TASK STATEMENT
What you return should be the lines from the first line of the records below through the line holding "(a previous-scene rule", unchanged.

Stored data entries:
------------------------------------------------

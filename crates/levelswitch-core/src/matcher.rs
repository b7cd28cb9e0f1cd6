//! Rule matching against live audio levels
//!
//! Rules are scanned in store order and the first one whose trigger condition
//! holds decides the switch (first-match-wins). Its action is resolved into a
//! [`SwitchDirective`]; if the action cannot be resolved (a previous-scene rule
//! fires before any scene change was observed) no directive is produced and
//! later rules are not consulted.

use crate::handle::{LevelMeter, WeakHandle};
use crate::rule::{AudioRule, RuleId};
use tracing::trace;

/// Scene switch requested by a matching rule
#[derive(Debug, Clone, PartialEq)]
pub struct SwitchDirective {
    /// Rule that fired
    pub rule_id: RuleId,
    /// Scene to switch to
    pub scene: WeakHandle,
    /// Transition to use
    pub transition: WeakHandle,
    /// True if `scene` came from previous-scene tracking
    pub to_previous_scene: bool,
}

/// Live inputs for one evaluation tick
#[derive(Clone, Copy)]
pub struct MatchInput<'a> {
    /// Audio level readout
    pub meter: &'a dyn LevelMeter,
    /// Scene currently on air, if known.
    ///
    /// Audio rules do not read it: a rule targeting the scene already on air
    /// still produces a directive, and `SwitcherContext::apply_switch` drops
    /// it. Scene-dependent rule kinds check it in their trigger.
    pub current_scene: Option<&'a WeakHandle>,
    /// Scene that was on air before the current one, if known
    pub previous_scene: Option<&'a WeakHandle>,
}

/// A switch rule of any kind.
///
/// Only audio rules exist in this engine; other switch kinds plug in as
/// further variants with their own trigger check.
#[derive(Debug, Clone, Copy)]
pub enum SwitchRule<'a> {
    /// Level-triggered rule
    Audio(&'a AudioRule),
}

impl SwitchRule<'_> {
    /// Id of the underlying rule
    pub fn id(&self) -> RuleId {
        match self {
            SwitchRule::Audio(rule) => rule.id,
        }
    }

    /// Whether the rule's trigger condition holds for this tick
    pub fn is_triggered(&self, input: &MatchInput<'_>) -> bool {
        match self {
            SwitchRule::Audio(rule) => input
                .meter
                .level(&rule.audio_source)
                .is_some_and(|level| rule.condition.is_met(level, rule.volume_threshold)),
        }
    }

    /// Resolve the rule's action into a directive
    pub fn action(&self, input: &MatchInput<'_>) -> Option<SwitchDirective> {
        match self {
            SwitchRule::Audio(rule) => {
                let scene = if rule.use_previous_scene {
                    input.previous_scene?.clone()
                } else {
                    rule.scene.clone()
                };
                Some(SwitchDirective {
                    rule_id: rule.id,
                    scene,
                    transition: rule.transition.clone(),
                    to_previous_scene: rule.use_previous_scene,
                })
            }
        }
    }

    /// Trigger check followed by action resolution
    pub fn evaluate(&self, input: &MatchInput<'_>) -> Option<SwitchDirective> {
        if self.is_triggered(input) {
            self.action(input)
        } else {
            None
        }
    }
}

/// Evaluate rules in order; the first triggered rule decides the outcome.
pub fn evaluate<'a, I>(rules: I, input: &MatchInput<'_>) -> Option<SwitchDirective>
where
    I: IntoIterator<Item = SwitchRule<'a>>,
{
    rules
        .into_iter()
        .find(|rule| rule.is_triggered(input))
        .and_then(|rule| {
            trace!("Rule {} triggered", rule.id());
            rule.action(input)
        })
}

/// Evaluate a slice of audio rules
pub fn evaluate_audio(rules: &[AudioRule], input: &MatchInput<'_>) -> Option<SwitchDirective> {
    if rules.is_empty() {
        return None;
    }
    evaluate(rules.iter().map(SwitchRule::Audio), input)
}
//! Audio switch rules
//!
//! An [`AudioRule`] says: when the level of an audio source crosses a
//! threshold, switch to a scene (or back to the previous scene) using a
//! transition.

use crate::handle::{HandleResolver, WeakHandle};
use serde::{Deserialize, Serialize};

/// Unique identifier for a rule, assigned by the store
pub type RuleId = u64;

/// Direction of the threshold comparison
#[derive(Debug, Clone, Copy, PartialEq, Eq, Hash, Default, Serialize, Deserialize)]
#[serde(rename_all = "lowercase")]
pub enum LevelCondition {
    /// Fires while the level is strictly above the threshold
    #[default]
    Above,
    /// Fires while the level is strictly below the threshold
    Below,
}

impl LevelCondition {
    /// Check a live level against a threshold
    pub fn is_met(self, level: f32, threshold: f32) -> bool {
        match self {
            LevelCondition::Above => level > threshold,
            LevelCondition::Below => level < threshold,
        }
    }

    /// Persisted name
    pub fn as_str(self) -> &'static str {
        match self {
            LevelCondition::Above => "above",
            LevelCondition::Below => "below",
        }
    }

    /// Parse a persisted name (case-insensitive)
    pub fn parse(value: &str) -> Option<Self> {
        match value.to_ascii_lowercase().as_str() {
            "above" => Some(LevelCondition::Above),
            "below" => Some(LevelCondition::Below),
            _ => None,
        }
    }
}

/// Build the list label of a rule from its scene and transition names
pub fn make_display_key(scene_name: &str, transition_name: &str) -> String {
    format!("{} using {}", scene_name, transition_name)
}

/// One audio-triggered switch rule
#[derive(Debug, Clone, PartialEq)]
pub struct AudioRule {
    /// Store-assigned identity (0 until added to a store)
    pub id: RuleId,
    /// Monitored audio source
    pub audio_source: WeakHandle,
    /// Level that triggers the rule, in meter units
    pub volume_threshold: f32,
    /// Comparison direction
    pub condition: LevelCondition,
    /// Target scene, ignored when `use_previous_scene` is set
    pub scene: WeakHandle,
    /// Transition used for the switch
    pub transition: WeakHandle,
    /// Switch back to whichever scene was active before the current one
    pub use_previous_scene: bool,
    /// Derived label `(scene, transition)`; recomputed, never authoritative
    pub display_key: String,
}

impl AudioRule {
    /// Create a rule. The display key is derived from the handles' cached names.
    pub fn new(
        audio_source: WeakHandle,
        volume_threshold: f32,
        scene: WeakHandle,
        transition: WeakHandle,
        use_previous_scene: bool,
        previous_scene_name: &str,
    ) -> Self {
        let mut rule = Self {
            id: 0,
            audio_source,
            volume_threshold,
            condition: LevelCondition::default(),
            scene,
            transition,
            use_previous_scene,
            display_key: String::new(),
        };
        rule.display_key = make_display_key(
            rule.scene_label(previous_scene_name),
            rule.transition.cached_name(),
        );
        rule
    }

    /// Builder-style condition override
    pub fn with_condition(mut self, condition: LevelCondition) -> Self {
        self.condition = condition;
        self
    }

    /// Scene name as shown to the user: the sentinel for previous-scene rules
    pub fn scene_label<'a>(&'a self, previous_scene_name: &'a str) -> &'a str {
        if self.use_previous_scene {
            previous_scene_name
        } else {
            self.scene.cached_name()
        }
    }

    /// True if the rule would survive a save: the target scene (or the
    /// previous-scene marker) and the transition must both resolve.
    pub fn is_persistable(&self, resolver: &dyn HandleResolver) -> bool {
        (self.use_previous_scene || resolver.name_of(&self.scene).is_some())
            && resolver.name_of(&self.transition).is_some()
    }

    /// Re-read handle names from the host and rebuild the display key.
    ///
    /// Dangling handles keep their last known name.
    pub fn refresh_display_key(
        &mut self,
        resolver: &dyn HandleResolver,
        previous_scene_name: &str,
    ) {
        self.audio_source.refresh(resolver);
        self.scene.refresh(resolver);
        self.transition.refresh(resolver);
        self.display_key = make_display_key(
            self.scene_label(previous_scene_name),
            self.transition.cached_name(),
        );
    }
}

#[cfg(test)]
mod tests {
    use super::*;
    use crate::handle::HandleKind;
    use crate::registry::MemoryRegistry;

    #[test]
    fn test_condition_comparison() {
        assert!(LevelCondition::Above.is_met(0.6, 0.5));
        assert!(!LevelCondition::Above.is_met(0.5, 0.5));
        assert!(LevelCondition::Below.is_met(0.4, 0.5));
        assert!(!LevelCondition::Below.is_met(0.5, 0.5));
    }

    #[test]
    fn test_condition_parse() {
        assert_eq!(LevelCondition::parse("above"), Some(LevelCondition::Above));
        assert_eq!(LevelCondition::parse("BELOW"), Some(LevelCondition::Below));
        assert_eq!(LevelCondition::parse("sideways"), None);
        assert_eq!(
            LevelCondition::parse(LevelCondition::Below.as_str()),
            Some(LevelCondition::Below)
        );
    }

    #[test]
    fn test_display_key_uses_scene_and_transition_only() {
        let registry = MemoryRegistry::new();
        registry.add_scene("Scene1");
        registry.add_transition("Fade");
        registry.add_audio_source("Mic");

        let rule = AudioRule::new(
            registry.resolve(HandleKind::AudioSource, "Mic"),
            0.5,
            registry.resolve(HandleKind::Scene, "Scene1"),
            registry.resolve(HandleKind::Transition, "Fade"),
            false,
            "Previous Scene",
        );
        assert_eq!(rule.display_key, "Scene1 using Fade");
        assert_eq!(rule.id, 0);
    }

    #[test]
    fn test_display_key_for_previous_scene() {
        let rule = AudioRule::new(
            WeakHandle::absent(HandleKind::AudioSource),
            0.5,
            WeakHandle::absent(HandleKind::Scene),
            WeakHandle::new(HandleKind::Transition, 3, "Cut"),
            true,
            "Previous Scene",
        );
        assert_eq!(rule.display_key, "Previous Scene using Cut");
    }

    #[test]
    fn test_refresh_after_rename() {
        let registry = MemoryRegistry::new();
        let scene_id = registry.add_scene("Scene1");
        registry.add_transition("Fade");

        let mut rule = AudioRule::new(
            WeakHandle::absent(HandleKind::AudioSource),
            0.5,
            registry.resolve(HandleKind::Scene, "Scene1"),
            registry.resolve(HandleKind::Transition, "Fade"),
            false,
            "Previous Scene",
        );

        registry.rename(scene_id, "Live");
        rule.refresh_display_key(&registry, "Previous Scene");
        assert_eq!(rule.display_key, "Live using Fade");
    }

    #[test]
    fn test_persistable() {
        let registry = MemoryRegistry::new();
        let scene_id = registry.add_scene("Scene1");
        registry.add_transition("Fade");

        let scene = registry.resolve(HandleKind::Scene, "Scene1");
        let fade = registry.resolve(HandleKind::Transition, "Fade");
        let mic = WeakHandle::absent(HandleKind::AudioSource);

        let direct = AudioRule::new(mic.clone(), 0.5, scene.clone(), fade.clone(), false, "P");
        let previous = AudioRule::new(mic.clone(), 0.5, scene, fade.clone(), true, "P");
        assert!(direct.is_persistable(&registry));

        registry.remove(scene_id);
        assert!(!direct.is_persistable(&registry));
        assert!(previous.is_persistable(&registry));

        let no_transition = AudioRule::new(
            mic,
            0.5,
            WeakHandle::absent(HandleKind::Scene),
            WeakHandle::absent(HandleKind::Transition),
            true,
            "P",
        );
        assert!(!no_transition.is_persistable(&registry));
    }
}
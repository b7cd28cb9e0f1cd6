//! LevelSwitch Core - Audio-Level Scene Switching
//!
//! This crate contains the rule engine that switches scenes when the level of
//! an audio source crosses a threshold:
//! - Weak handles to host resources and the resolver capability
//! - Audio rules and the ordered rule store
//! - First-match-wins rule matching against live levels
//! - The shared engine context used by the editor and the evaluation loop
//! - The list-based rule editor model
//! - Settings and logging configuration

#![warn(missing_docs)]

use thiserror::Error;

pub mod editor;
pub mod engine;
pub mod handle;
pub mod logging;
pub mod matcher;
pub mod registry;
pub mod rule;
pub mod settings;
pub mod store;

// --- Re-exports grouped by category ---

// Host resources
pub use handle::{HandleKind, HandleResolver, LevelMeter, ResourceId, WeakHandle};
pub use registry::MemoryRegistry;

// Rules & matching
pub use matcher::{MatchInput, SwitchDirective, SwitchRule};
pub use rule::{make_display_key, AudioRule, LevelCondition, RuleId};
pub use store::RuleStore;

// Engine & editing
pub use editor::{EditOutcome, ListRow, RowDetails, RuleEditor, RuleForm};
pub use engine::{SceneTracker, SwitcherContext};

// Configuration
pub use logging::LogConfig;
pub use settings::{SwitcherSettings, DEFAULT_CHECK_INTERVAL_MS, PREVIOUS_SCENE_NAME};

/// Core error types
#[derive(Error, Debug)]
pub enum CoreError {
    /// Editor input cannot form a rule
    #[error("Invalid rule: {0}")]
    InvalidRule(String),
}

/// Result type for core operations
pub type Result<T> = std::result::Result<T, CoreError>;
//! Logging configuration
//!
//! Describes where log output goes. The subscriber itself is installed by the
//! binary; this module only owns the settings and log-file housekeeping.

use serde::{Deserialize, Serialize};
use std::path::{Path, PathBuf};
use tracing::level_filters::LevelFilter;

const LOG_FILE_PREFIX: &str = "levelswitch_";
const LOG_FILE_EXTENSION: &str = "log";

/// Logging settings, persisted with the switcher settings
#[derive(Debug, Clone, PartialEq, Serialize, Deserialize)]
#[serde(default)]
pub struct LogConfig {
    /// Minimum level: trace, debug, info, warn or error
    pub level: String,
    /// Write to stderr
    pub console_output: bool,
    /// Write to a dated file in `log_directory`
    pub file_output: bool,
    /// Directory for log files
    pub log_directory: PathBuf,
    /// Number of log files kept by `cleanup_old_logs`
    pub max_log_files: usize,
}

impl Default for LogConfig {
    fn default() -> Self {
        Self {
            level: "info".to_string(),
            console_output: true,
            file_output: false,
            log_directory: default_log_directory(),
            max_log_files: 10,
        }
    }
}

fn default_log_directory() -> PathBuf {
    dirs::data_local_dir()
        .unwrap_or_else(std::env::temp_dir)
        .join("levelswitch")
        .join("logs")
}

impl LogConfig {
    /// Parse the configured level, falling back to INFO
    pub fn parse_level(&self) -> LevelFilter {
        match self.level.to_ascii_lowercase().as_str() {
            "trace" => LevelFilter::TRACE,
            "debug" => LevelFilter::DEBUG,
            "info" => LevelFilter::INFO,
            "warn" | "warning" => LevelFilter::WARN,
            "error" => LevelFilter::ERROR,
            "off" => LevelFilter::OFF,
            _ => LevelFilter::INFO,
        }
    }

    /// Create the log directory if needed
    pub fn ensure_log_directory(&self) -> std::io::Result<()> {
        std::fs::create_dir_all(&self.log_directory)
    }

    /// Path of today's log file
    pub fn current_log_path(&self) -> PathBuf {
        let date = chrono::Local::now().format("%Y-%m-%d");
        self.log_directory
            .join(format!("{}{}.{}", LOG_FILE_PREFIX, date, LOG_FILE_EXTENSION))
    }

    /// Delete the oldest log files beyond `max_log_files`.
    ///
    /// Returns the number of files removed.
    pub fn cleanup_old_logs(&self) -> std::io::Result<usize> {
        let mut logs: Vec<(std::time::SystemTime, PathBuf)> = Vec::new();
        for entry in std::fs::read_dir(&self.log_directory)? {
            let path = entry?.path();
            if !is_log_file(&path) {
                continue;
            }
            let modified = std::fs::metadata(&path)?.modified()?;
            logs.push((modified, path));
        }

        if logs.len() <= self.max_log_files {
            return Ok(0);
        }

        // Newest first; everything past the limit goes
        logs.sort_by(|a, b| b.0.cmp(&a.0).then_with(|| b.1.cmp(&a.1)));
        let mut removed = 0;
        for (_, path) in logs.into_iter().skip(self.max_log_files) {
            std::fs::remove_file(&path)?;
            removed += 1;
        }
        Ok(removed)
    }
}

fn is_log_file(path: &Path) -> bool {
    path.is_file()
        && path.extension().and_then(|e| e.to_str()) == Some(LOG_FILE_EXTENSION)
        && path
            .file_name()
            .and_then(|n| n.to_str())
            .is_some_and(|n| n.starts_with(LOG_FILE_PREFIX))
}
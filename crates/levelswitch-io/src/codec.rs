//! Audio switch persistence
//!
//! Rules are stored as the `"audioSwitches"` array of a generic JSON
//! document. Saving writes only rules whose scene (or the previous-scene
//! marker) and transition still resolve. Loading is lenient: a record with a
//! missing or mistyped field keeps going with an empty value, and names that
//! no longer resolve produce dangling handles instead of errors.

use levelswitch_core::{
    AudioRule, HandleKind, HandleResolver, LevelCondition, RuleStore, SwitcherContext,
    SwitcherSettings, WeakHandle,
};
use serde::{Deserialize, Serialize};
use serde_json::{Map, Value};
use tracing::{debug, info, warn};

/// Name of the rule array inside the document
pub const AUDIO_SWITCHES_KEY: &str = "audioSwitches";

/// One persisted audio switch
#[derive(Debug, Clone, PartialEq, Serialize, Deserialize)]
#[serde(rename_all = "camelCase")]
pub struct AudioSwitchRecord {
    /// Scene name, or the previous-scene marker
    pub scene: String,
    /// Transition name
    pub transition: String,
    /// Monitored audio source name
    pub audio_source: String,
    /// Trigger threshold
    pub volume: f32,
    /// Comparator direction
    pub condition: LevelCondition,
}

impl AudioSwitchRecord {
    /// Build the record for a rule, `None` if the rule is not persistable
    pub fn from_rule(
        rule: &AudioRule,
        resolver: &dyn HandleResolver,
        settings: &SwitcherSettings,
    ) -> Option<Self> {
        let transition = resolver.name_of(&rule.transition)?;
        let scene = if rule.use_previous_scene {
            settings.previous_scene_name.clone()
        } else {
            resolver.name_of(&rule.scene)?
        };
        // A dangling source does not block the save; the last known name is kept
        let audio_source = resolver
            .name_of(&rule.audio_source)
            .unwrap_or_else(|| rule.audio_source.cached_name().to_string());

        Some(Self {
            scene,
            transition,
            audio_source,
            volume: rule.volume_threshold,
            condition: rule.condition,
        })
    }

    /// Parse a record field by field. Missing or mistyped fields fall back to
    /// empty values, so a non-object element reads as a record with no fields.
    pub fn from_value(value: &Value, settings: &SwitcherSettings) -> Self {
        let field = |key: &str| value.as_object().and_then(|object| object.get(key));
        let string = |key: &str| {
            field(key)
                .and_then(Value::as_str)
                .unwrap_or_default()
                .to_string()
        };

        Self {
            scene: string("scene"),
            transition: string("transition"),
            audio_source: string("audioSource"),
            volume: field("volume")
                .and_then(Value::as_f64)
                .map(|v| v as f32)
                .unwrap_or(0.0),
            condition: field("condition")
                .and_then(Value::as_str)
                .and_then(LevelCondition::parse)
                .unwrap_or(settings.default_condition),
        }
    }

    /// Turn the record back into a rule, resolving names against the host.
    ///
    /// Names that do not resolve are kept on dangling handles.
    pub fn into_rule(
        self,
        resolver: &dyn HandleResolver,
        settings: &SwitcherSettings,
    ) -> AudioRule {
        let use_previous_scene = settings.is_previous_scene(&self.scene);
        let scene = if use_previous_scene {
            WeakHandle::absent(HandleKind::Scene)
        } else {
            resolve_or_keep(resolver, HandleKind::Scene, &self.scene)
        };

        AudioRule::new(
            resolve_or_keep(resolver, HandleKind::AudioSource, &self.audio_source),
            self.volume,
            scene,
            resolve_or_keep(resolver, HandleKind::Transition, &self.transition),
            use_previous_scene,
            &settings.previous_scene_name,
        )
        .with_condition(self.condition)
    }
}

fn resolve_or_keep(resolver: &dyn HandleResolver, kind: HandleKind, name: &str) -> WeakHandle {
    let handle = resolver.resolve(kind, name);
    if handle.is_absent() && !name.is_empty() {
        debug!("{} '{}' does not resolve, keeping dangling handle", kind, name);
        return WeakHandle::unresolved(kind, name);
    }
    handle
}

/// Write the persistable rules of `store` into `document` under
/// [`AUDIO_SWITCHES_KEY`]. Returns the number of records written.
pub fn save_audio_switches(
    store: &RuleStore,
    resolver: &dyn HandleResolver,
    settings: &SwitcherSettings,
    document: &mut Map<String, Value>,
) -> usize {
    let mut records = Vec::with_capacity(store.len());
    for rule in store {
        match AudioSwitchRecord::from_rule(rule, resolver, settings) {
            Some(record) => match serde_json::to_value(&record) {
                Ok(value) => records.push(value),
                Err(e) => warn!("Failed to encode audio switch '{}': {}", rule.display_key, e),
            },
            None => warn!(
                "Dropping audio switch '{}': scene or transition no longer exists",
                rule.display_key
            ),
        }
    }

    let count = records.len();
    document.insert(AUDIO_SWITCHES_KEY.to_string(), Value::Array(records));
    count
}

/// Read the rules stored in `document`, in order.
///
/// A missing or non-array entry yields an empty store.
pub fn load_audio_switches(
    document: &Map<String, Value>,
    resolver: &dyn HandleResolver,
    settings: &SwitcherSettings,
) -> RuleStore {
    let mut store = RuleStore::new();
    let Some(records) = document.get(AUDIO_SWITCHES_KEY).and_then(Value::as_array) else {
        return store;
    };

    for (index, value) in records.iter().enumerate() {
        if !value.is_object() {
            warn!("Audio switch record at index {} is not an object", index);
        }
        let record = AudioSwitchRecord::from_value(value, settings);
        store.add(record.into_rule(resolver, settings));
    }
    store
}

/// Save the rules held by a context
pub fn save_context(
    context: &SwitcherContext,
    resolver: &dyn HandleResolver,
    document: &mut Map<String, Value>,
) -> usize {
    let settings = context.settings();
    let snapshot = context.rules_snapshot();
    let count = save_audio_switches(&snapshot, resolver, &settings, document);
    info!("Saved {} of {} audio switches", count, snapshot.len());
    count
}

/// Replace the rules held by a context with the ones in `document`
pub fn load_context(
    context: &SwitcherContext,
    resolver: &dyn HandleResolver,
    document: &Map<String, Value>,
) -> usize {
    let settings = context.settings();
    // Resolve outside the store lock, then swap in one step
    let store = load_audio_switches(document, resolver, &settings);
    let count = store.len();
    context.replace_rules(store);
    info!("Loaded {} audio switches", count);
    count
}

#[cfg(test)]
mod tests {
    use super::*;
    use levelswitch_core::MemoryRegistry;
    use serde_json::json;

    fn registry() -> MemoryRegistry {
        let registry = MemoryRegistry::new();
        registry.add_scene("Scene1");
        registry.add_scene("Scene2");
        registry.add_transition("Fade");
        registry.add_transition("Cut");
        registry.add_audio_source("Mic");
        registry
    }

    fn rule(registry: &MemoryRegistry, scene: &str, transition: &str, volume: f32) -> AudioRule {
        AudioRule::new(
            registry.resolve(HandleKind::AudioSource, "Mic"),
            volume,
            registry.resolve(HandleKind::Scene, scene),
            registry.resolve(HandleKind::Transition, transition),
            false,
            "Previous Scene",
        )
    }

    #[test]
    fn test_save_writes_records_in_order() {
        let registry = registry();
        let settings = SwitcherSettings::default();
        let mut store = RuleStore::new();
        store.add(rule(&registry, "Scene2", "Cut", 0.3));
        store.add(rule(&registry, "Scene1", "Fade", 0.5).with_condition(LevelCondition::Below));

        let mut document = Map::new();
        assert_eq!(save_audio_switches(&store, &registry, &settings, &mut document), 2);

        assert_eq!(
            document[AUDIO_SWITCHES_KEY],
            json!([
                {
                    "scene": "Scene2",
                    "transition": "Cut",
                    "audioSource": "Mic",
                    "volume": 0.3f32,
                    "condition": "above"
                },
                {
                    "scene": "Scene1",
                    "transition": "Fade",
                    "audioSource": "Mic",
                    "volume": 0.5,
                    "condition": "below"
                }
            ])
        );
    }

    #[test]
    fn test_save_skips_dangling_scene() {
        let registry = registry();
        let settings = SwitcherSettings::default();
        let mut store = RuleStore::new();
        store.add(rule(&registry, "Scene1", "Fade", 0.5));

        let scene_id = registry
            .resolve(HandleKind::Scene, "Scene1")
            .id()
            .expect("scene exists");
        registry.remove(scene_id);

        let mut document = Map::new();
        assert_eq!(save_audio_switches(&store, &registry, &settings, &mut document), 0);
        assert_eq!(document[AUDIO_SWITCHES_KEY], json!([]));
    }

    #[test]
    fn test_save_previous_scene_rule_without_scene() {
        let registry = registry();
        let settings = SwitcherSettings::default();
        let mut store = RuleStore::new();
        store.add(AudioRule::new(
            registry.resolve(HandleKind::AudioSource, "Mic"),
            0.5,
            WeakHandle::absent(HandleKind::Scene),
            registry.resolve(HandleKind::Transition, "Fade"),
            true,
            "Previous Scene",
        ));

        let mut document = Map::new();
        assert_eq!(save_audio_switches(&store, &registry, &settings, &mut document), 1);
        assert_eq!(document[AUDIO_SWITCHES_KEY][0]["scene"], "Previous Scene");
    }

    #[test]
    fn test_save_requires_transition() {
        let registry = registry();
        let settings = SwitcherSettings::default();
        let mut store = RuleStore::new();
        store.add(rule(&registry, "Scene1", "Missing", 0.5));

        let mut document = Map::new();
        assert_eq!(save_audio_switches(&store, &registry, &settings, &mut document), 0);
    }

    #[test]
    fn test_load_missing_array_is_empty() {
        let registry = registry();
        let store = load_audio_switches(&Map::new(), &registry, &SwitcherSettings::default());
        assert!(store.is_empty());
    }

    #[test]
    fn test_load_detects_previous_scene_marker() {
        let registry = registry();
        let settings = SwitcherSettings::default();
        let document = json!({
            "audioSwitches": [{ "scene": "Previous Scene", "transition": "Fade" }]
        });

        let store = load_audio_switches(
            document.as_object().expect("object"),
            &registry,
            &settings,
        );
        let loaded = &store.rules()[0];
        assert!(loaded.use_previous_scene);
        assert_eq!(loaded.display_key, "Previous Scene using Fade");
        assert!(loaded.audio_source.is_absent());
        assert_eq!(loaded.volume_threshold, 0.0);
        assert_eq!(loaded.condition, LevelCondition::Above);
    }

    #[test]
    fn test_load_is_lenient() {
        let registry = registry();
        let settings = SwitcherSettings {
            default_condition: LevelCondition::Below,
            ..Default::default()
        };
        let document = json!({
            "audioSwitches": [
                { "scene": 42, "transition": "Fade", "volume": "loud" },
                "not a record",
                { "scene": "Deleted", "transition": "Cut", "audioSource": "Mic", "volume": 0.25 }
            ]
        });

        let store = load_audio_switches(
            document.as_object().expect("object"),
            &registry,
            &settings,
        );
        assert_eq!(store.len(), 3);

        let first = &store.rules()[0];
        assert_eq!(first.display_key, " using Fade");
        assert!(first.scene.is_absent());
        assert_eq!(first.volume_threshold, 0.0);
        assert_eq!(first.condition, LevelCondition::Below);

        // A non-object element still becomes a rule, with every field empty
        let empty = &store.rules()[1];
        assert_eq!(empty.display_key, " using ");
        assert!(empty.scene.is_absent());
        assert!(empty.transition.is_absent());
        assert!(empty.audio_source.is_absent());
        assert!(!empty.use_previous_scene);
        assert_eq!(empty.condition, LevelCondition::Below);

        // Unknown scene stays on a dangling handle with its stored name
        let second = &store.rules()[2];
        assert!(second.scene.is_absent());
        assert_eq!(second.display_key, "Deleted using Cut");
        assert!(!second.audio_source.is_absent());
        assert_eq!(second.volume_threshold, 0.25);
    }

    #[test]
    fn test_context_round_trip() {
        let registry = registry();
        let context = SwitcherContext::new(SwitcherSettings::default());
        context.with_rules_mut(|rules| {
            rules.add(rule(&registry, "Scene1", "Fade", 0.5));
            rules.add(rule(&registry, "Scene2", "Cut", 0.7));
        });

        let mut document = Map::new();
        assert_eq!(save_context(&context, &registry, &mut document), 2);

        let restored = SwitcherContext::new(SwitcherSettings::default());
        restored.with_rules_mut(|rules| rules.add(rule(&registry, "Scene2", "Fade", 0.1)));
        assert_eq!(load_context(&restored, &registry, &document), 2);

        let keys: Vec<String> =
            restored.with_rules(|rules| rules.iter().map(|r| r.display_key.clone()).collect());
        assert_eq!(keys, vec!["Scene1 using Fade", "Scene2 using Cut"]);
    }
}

------------------------------------------------

REPLY TO THE EXERCISE
filename crates/levelswitch-core/src/matcher.rs
repository b7cd28cb9e0f1cd6
//! Rule matching against live audio levels
//!
//! Rules are scanned in store order and the first one whose trigger condition
//! holds decides the switch (first-match-wins). Its action is resolved into a
//! [`SwitchDirective`]; if the action cannot be resolved (a previous-scene rule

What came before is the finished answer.